◆ The task
Find every line of the records that has "header" and return it.
___ Records
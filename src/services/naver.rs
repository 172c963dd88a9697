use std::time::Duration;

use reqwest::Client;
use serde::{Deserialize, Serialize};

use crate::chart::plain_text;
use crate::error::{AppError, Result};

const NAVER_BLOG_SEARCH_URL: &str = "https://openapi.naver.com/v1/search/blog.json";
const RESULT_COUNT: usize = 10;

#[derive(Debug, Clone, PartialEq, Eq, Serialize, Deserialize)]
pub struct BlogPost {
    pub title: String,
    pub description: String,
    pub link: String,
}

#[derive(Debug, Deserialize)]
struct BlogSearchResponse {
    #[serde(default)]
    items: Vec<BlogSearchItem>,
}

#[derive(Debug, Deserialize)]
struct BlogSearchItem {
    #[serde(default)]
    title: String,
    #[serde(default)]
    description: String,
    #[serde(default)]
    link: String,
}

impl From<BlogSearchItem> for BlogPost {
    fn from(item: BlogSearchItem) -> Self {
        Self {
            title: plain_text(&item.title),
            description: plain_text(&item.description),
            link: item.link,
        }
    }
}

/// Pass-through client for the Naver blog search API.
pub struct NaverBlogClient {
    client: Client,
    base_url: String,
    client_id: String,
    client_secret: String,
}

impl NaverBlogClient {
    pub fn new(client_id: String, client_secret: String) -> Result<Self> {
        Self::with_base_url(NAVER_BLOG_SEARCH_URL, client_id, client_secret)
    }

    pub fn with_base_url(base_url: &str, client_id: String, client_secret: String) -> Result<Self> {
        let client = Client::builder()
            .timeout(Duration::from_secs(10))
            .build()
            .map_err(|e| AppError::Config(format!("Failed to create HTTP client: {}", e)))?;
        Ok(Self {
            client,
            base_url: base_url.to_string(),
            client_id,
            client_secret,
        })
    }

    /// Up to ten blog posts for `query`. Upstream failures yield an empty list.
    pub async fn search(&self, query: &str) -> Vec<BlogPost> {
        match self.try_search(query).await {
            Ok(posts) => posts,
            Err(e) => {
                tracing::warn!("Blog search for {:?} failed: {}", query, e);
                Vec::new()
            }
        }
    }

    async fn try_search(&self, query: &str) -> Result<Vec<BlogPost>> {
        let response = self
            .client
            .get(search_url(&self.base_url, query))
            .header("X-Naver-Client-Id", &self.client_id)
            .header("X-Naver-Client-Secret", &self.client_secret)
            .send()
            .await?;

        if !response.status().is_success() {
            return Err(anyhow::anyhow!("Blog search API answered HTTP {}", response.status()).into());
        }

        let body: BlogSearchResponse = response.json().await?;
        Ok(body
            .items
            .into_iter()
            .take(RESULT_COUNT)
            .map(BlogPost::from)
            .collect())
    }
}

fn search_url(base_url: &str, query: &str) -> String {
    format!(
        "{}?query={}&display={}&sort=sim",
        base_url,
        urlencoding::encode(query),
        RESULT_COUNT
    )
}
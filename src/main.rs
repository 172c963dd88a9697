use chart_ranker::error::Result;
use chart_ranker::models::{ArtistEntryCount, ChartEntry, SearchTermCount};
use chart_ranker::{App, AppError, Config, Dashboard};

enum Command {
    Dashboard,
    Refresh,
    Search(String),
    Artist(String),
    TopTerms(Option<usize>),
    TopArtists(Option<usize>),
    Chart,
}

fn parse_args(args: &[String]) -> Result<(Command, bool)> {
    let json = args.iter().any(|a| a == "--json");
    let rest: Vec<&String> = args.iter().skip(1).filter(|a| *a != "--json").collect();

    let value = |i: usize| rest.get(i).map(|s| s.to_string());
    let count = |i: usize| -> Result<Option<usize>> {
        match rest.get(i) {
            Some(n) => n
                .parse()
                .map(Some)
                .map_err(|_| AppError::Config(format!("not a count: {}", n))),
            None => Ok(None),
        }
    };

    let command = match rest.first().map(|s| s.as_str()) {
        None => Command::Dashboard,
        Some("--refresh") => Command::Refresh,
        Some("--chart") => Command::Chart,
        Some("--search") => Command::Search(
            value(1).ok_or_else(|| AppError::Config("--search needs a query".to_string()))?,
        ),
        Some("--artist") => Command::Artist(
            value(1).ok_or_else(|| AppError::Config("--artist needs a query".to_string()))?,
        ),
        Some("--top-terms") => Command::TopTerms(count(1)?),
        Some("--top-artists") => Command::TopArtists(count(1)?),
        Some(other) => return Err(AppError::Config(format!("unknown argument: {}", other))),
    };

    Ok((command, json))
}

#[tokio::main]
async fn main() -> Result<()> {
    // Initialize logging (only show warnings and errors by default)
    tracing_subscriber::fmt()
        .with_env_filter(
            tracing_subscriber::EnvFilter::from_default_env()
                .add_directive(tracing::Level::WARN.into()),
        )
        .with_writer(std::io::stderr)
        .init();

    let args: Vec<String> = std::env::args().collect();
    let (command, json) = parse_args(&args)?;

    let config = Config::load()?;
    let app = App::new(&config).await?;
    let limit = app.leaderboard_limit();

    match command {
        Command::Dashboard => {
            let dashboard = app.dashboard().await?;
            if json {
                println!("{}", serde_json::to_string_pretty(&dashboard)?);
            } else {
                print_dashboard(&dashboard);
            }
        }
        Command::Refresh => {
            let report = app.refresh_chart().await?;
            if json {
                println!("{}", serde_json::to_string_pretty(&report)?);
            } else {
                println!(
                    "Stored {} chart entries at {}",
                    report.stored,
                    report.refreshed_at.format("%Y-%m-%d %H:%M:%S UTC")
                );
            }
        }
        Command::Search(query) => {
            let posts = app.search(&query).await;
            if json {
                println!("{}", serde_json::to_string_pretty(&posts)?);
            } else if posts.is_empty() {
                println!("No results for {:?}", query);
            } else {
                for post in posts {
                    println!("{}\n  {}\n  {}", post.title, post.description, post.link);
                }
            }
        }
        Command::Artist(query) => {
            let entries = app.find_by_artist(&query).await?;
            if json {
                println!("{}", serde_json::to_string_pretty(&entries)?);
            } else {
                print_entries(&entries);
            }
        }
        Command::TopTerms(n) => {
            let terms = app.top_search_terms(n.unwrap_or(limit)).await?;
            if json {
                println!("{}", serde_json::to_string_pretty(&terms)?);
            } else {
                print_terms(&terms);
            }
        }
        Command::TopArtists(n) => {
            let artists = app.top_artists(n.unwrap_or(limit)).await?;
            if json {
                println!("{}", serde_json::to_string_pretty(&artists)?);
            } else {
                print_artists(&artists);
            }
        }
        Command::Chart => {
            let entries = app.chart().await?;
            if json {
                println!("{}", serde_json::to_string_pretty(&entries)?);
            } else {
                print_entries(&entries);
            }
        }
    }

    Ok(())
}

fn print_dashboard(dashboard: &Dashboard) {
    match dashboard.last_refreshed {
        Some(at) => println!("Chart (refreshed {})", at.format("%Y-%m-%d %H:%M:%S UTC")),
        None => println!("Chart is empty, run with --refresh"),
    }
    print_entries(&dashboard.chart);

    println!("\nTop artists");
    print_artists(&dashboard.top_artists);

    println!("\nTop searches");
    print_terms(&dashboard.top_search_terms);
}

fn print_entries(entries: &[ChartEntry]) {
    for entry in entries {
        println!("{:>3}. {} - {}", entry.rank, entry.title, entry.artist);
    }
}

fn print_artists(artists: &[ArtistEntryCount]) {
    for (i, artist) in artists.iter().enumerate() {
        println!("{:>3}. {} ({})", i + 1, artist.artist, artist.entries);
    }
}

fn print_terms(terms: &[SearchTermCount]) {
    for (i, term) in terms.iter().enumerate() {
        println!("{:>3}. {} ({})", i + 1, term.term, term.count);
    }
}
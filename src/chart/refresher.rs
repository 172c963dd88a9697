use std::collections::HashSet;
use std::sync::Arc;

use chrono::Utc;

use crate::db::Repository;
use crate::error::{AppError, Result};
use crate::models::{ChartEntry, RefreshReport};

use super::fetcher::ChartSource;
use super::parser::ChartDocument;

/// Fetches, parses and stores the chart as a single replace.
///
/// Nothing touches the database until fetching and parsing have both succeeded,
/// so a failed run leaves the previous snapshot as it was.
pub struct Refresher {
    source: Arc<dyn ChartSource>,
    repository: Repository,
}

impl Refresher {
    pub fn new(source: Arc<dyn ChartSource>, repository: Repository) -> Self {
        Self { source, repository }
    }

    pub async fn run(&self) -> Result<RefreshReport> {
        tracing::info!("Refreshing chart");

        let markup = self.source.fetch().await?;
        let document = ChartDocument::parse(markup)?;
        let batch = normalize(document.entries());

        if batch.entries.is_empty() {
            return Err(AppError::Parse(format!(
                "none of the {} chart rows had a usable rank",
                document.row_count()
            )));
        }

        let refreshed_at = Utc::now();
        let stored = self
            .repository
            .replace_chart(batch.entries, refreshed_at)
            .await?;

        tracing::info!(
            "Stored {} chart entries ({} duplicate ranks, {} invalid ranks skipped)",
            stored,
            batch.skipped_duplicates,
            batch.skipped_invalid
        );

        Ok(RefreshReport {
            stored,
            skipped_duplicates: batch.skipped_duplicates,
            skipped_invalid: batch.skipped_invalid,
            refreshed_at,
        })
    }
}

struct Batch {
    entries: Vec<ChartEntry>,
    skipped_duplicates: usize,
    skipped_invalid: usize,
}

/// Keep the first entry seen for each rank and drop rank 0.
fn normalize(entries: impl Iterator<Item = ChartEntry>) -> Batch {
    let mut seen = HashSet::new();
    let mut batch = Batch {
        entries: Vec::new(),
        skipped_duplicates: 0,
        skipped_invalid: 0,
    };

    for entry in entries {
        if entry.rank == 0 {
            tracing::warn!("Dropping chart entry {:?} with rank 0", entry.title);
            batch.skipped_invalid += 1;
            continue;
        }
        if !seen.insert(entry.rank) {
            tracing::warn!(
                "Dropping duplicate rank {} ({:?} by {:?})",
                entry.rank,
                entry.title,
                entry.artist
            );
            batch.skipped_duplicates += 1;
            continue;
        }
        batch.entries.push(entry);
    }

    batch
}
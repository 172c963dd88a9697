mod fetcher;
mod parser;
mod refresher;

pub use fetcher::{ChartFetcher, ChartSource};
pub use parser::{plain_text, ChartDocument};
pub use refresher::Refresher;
______
◆ Result of the exercise
            .header("X-Naver-Client-Id", &self.client_id)
            .header("X-Naver-Client-Secret", &self.client_secret)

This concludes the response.